Bana öyle geliyor ki;
Org. Başbuğ; kendisine sürekli “yanlış bilgi” veren ve böylece hem TSK’yı, hem de “kendisini” yıpratan bu tür “yanıltma”lara daha fazla göz yummayacaktır!..
Aksi halde, dün de dediğim gibi; hem kendisi, hem de TSK, “yalancı çoban” durumuna düşer ki; bir gün gelir hiç kimseyi “inandıramaz” olurlar!..
Fırsat, bu fırsattır!..
Hükümet ve Genelkurmay, “elbirliği” içinde, TSK içindeki bu “illegal oluşumları” tasfiye etmelidir!..
Bugünün işi, yarına bırakılmamalıdır!..
================
Baltanın sapı bizden!
“Ağacın gövdesi” ve “dal”larının hikâyesini bilirsiniz...
Hani, “ağacın gövdesi”ne inen her “balta darbesi” üzerine “dal”lar üzülür ve öfkeye kapılırlarmış ya...
Ağacın gövdesi de, “üzülmeyin” der ve eklermiş ya; “Unutmayın!.. Bize darbe vuran baltanın sapı bizdendir!”

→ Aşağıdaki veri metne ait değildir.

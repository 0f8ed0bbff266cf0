//! Automated service tests of the unit test mode.
//!
//! Each service test sends its queue in bursts, collects all telemetry and compares the
//! verification reports and service specific replies against fixed expectations.
use crate::config::{object_ids, DUMMY_MODE_EVENT_IDS};
use crate::tc::{service17, service2, service200, service5, service8, TcPacker};
use pus_tmtc::ecss::{PusError, PusPacket};
use pus_tmtc::listener::TmPacketQueue;
use pus_tmtc::queue::TcQueue;
use pus_tmtc::sender::WaitTime;
use pus_tmtc::services::{ServiceTm, VerificationReport};
use pus_tmtc::tc::TcInfo;
use std::fmt::{Display, Formatter};
use std::time::Duration;

/// Services which have an automated test.
pub const UNIT_TEST_SERVICES: [u8; 5] = [2, 5, 8, 17, 200];

#[derive(Debug, Default, Copy, Clone, PartialEq, Eq)]
pub struct ExpectedCounts {
    pub events: usize,
    pub misc: usize,
    pub failures: usize,
    /// Telecommands which are not expected to complete.
    pub missing_completion: usize,
    pub steps: usize,
    pub data_replies: usize,
}

/// How events and miscellaneous replies are counted for a service test.
#[derive(Debug, Copy, Clone, PartialEq, Eq)]
pub enum TmScan {
    /// Every event counts. Service 17 replies count as miscellaneous replies.
    EventsAndPings,
    /// Only mode events of the dummy device count. Mode reached reports and wiretapping
    /// replies count as miscellaneous replies.
    DummyDeviceModes,
}

#[derive(Debug)]
pub struct ServiceTest {
    pub service: u8,
    pub tc_queue: TcQueue,
    pub wait_intervals: Vec<usize>,
    pub wait_time: WaitTime,
    pub expected: ExpectedCounts,
    pub scan: TmScan,
}

fn secs(wait_times: &[f64]) -> WaitTime {
    WaitTime::PerInterval(
        wait_times
            .iter()
            .map(|secs| Duration::from_secs_f64(*secs))
            .collect(),
    )
}

impl ServiceTest {
    /// Returns [None] for services without an automated test.
    pub fn new(service: u8, apid: u16) -> Result<Option<Self>, PusError> {
        let mut tc_queue = TcQueue::new();
        let mut packer = TcPacker::new(&mut tc_queue, apid);
        let (wait_intervals, wait_time, expected, scan) = match service {
            2 => {
                service2::pack_service2_test_into(&mut packer, false)?;
                (
                    vec![1, 2, 3, 4, 5],
                    WaitTime::Uniform(Duration::from_secs(2)),
                    ExpectedCounts {
                        events: 3,
                        misc: 5,
                        ..Default::default()
                    },
                    TmScan::DummyDeviceModes,
                )
            }
            5 => {
                service5::pack_service5_test_into(&mut packer)?;
                (
                    vec![1, 2, 3, 4],
                    secs(&[2.0, 2.0, 2.0, 1.5]),
                    ExpectedCounts {
                        events: 1,
                        misc: 2,
                        failures: 1,
                        missing_completion: 1,
                        ..Default::default()
                    },
                    TmScan::EventsAndPings,
                )
            }
            8 => {
                service8::pack_service8_test_into(&mut packer, false)?;
                (
                    vec![1, 2, 3, 4, 5],
                    secs(&[1.5, 1.5, 2.2, 2.2, 2.0]),
                    // Three mode changes with two events each. The data reply generates an
                    // additional step.
                    ExpectedCounts {
                        events: 6,
                        misc: 3,
                        steps: 1,
                        data_replies: 1,
                        ..Default::default()
                    },
                    TmScan::DummyDeviceModes,
                )
            }
            17 => {
                service17::pack_service17_test_into(&mut packer)?;
                (
                    vec![1, 2, 3, 4],
                    WaitTime::Uniform(Duration::from_secs(1)),
                    ExpectedCounts {
                        events: 1,
                        misc: 2,
                        failures: 1,
                        missing_completion: 1,
                        ..Default::default()
                    },
                    TmScan::EventsAndPings,
                )
            }
            200 => {
                service200::pack_service200_test_into(&mut packer)?;
                (
                    vec![1, 2, 3],
                    WaitTime::Uniform(Duration::from_secs(2)),
                    ExpectedCounts {
                        events: 8,
                        misc: 4,
                        ..Default::default()
                    },
                    TmScan::DummyDeviceModes,
                )
            }
            _ => return Ok(None),
        };
        Ok(Some(Self {
            service,
            tc_queue,
            wait_intervals,
            wait_time,
            expected,
            scan,
        }))
    }
}

/// Counters gathered from the telemetry of one service test.
#[derive(Debug, Default, Copy, Clone, PartialEq, Eq)]
pub struct VerificationCounts {
    pub tcs: usize,
    pub acceptance: usize,
    pub start: usize,
    pub steps: usize,
    pub completion: usize,
    pub failures: usize,
    pub events: usize,
    pub misc: usize,
    pub data_replies: usize,
    /// Verification reports which do not belong to a sent telecommand.
    pub unmatched: usize,
    pub invalid_packets: usize,
}

impl VerificationCounts {
    pub fn analyse(tc_infos: &[TcInfo], tm_queue: &TmPacketQueue, scan: TmScan) -> Self {
        let mut counts = Self {
            tcs: tc_infos.len(),
            ..Default::default()
        };
        for tm in tm_queue.iter().flatten() {
            if !tm.is_valid() {
                counts.invalid_packets += 1;
                continue;
            }
            let service_tm = ServiceTm::from_packet(tm);
            match &service_tm {
                ServiceTm::Verification(report) => {
                    let matched = tc_infos.iter().any(|info| {
                        info.ssc == report.tc_ssc && info.packet_id == report.tc_packet_id
                    });
                    if !matched {
                        log::warn!(
                            "verification report for unknown TC with SSC {}",
                            report.tc_ssc
                        );
                        counts.unmatched += 1;
                        continue;
                    }
                    match report.report {
                        VerificationReport::AcceptanceSuccess => counts.acceptance += 1,
                        VerificationReport::StartSuccess => counts.start += 1,
                        VerificationReport::StepSuccess { .. } => counts.steps += 1,
                        VerificationReport::CompletionSuccess => counts.completion += 1,
                        _ => counts.failures += 1,
                    }
                }
                ServiceTm::Event(event) => match scan {
                    TmScan::EventsAndPings => counts.events += 1,
                    TmScan::DummyDeviceModes => {
                        if event.reporter_id == object_ids::DUMMY_DEVICE
                            && DUMMY_MODE_EVENT_IDS.contains(&event.event_id)
                        {
                            counts.events += 1;
                        }
                    }
                },
                _ => (),
            }
            match (scan, tm.service(), tm.subservice()) {
                (TmScan::EventsAndPings, 17, _) => counts.misc += 1,
                (TmScan::DummyDeviceModes, 200, 6) | (TmScan::DummyDeviceModes, 2, 130 | 131) => {
                    counts.misc += 1
                }
                (_, 8, 130) => counts.data_replies += 1,
                _ => (),
            }
        }
        counts
    }
}

#[derive(Debug, Clone, PartialEq, Eq)]
pub struct ServiceTestReport {
    pub service: u8,
    pub counts: VerificationCounts,
    pub expected: ExpectedCounts,
}

impl ServiceTestReport {
    pub fn new(test: &ServiceTest, tc_infos: &[TcInfo], tm_queue: &TmPacketQueue) -> Self {
        Self {
            service: test.service,
            counts: VerificationCounts::analyse(tc_infos, tm_queue, test.scan),
            expected: test.expected,
        }
    }

    /// Descriptions of all deviations from the expected counts.
    pub fn mismatches(&self) -> Vec<String> {
        let counts = &self.counts;
        let expected = &self.expected;
        let tcs = counts.tcs;
        let checks = [
            (
                "completion reports",
                counts.completion,
                tcs.saturating_sub(expected.missing_completion),
            ),
            (
                "acceptance reports",
                counts.acceptance,
                tcs.saturating_sub(expected.failures),
            ),
            ("failure reports", counts.failures, expected.failures),
            ("step reports", counts.steps, expected.steps),
            ("events", counts.events, expected.events),
            ("miscellaneous replies", counts.misc, expected.misc),
            ("data replies", counts.data_replies, expected.data_replies),
            ("unmatched verification reports", counts.unmatched, 0),
            ("invalid packets", counts.invalid_packets, 0),
        ];
        checks
            .iter()
            .filter(|(_, actual, expected)| actual != expected)
            .map(|(name, actual, expected)| format!("{name}: expected {expected}, got {actual}"))
            .collect()
    }

    pub fn is_ok(&self) -> bool {
        self.mismatches().is_empty()
    }
}

impl Display for ServiceTestReport {
    fn fmt(&self, f: &mut Formatter<'_>) -> std::fmt::Result {
        let counts = &self.counts;
        write!(
            f,
            "Service {} test {}: {} TCs, {} accepted, {} started, {} steps, {} completed, \
            {} failures, {} events, {} misc, {} data replies",
            self.service,
            if self.is_ok() { "OK" } else { "FAILED" },
            counts.tcs,
            counts.acceptance,
            counts.start,
            counts.steps,
            counts.completion,
            counts.failures,
            counts.events,
            counts.misc,
            counts.data_replies
        )
    }
}

#[cfg(test)]
mod tests {
    use super::*;
    use pus_tmtc::queue::TcQueueEntry;
    use pus_tmtc::services::subservices::*;
    use pus_tmtc::services::{FailureData, Service1Tm, Service5Tm, Severity};
    use pus_tmtc::tm::{PusTmCreator, PusTmReader};

    const APID: u16 = 0x73;

    fn sent_tcs(test: &ServiceTest) -> Vec<TcInfo> {
        test.tc_queue
            .iter()
            .filter_map(|entry| match entry {
                TcQueueEntry::Telecommand(tc) => Some(tc.info.clone()),
                _ => None,
            })
            .collect()
    }

    fn reader(creator: PusTmCreator) -> PusTmReader {
        PusTmReader::decode(&creator.to_vec().unwrap()).unwrap()
    }

    fn verification(info: &TcInfo, subservice: u8) -> PusTmReader {
        let failure = if subservice % 2 == 0 {
            Some(FailureData {
                error_code: 0x1234,
                param1: 0,
                param2: 0,
            })
        } else {
            None
        };
        reader(Service1Tm::creator(APID, 0, info, subservice, failure))
    }

    fn event(reporter_id: u32, event_id: u16) -> PusTmReader {
        let event = Service5Tm {
            severity: Some(Severity::Info),
            event_id,
            reporter_id,
            param1: 0,
            param2: 0,
        };
        reader(Service5Tm::creator(APID, 0, Severity::Info, &event))
    }

    #[test]
    fn test_service_tests_exist() {
        for service in UNIT_TEST_SERVICES {
            let test = ServiceTest::new(service, APID).unwrap().unwrap();
            assert_eq!(test.service, service);
            assert!(test.tc_queue.num_telecommands() > 0);
            if let WaitTime::PerInterval(wait_times) = &test.wait_time {
                assert_eq!(wait_times.len(), test.wait_intervals.len());
            }
        }
        assert!(ServiceTest::new(3, APID).unwrap().is_none());
    }

    #[test]
    fn test_service17_success() {
        let test = ServiceTest::new(17, APID).unwrap().unwrap();
        let tcs = sent_tcs(&test);
        assert_eq!(tcs.len(), 4);
        let mut batch = Vec::new();
        for (idx, info) in tcs.iter().enumerate() {
            // The last TC uses an invalid subservice and is rejected.
            if idx == tcs.len() - 1 {
                batch.push(verification(info, TM_ACCEPTANCE_FAILURE));
                continue;
            }
            batch.push(verification(info, TM_ACCEPTANCE_SUCCESS));
            batch.push(verification(info, TM_START_SUCCESS));
            batch.push(verification(info, TM_COMPLETION_SUCCESS));
        }
        batch.push(reader(PusTmCreator::new(APID, 17, 2, 0, vec![])));
        batch.push(reader(PusTmCreator::new(APID, 17, 130, 0, vec![])));
        batch.push(event(0x1234, 8000));
        let tm_queue = TmPacketQueue::from([batch]);
        let report = ServiceTestReport::new(&test, &tcs, &tm_queue);
        assert_eq!(report.counts.acceptance, 3);
        assert_eq!(report.counts.start, 3);
        assert_eq!(report.counts.completion, 3);
        assert_eq!(report.counts.failures, 1);
        assert_eq!(report.counts.misc, 2);
        assert!(report.is_ok(), "{:?}", report.mismatches());
        assert!(report.to_string().contains("OK"));
    }

    #[test]
    fn test_service200_counts_dummy_mode_events() {
        let test = ServiceTest::new(200, APID).unwrap().unwrap();
        let tcs = sent_tcs(&test);
        let mut batch = Vec::new();
        for info in &tcs {
            batch.push(verification(info, TM_ACCEPTANCE_SUCCESS));
            batch.push(verification(info, TM_COMPLETION_SUCCESS));
            batch.push(event(object_ids::DUMMY_DEVICE, 7400));
            batch.push(event(object_ids::DUMMY_DEVICE, 7401));
            let mut mode_reply = object_ids::DUMMY_DEVICE.to_be_bytes().to_vec();
            mode_reply.extend_from_slice(&[0, 0, 0, 1, 0]);
            batch.push(reader(PusTmCreator::new(APID, 200, 6, 0, mode_reply)));
        }
        // Events of other reporters are ignored.
        batch.push(event(object_ids::GPS0, 7400));
        let tm_queue = TmPacketQueue::from([batch]);
        let report = ServiceTestReport::new(&test, &tcs, &tm_queue);
        assert_eq!(report.counts.events, 8);
        assert_eq!(report.counts.misc, 4);
        assert!(report.is_ok(), "{:?}", report.mismatches());
    }

    #[test]
    fn test_missing_replies_fail() {
        let test = ServiceTest::new(2, APID).unwrap().unwrap();
        let tcs = sent_tcs(&test);
        let mut batch: Vec<PusTmReader> = tcs
            .iter()
            .map(|info| verification(info, TM_ACCEPTANCE_SUCCESS))
            .collect();
        let unknown = TcInfo {
            ssc: 9999,
            ..tcs[0].clone()
        };
        batch.push(verification(&unknown, TM_COMPLETION_SUCCESS));
        batch.push(PusTmReader::decode_lenient(&[0x08, 0x73, 0xC0]));
        let report = ServiceTestReport::new(&test, &tcs, &TmPacketQueue::from([batch]));
        assert!(!report.is_ok());
        let mismatches = report.mismatches();
        assert!(mismatches.iter().any(|m| m.starts_with("completion reports")));
        assert!(mismatches.iter().any(|m| m.starts_with("events")));
        assert_eq!(report.counts.unmatched, 1);
        assert_eq!(report.counts.invalid_packets, 1);
        assert!(report.to_string().contains("FAILED"));
    }
}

Ne ilginçtir ki; “ağaç”ların gövdelerine inen “balta”ların sapları hep “bizden” oluyor!..
Alın işte... İsrail’in Gazze’de giriştiği “soykırım”ı protesto maksadıyla; İsrail’in basketbol takımıyla Türkiye’de yapılacak maçın iptali için “çağrı”da bulunan Denge Radyo’ya “yayın durdurma cezası” verilmiş!..
Kim vermiş bu cezayı?.. Elbette RTÜK!.. Geçtiğimiz günlerde “kartel televizyonlarının 150 suçunu yok sayıp, silen” RTÜK!..
Peki, RTÜK Başkanı ve üyelerinin çoğunluğu kimden?.. Baltaların sapları “ağaçtan” olduğu gibi, Denge Radyo’yu cezalandıran kişiler de, maalesef “bizden!”
Neymiş; Denge Radyo; “şiddeti özendirici” ve “ırkçı nefret duygularını kışkırtıcı” yayın yapmış!.. İyi de, İsrail; Gazze’de “söylem” değil, “soykırım çapında bir eylem” yapmadı mı?..
Söylenecek söz çok... Anlayın işte; “Baltanın sapı bizden!”